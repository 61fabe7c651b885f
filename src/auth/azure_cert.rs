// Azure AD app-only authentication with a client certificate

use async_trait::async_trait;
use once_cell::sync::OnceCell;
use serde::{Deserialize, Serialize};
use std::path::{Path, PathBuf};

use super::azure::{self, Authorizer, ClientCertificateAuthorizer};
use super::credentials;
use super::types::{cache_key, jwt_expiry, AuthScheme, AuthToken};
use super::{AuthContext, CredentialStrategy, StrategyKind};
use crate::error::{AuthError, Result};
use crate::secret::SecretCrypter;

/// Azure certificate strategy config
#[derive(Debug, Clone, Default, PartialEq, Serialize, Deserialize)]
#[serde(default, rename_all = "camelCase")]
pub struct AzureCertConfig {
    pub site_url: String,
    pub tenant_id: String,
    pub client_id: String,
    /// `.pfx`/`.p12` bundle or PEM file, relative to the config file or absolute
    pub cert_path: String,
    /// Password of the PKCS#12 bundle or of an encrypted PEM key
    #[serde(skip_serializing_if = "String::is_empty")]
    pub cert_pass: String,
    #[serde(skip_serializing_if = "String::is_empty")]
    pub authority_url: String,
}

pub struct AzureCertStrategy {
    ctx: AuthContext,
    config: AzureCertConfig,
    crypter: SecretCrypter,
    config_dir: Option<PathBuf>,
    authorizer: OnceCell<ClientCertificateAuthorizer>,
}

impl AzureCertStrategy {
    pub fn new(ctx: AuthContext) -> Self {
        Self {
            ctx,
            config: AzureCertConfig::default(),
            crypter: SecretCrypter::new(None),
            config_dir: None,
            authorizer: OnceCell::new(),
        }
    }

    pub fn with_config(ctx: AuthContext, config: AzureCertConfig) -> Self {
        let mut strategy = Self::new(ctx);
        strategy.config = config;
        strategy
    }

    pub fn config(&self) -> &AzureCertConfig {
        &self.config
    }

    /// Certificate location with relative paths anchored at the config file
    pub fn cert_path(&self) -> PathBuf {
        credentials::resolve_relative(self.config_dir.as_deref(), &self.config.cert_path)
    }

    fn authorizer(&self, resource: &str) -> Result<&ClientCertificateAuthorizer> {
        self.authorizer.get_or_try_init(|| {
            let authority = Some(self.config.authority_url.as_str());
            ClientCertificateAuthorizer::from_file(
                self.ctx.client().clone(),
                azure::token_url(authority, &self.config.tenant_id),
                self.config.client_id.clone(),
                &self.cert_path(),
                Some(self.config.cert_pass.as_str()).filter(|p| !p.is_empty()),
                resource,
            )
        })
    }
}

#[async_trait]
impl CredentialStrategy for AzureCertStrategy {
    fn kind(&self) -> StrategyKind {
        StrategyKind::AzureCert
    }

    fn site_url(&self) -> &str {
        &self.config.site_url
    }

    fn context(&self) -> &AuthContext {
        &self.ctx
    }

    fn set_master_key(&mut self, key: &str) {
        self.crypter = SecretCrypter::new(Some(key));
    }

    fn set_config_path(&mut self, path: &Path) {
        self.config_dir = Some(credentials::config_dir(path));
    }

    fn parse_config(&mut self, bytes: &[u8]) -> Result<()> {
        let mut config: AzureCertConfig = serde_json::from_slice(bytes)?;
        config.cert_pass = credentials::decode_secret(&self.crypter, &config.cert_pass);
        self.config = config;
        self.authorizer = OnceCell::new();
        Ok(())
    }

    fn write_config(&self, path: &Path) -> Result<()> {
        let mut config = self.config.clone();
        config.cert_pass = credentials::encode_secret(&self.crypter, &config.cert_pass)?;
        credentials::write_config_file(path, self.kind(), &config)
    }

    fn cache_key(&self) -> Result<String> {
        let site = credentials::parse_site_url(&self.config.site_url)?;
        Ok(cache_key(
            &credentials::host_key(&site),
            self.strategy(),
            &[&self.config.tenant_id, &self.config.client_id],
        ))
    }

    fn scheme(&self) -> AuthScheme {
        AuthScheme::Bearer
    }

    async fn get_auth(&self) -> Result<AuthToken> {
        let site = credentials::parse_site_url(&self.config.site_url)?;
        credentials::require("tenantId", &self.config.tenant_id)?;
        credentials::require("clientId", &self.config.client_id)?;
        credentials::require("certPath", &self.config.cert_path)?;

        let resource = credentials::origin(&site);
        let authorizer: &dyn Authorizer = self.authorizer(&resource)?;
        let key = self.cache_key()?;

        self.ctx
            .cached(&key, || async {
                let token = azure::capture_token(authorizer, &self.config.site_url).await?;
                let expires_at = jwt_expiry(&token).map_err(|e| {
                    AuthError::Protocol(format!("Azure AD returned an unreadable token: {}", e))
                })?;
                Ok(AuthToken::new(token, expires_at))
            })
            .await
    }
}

┄┄┄┄┄┄┄┄┄┄┄┄┄┄┄┄┄┄┄┄

◆ **Task details**:
Once you find the line containing "fn write_config(&self, path: &Path)", copy it and every line after it through the end of the records, exactly and nothing else.

◆ **Answer below**:
    fn write_config(&self, path: &Path) -> Result<()> {
        let mut config = self.config.clone();
        config.cert_pass = credentials::encode_secret(&self.crypter, &config.cert_pass)?;
        credentials::write_config_file(path, self.kind(), &config)
    }

    fn cache_key(&self) -> Result<String> {
        let site = credentials::parse_site_url(&self.config.site_url)?;
        Ok(cache_key(
            &credentials::host_key(&site),
            self.strategy(),
            &[&self.config.tenant_id, &self.config.client_id],
        ))
    }

    fn scheme(&self) -> AuthScheme {
        AuthScheme::Bearer
    }

    async fn get_auth(&self) -> Result<AuthToken> {
        let site = credentials::parse_site_url(&self.config.site_url)?;
        credentials::require("tenantId", &self.config.tenant_id)?;
        credentials::require("clientId", &self.config.client_id)?;
        credentials::require("certPath", &self.config.cert_path)?;

        let resource = credentials::origin(&site);
        let authorizer: &dyn Authorizer = self.authorizer(&resource)?;
        let key = self.cache_key()?;

        self.ctx
            .cached(&key, || async {
                let token = azure::capture_token(authorizer, &self.config.site_url).await?;
                let expires_at = jwt_expiry(&token).map_err(|e| {
                    AuthError::Protocol(format!("Azure AD returned an unreadable token: {}", e))
                })?;
                Ok(AuthToken::new(token, expires_at))
            })
            .await
    }
}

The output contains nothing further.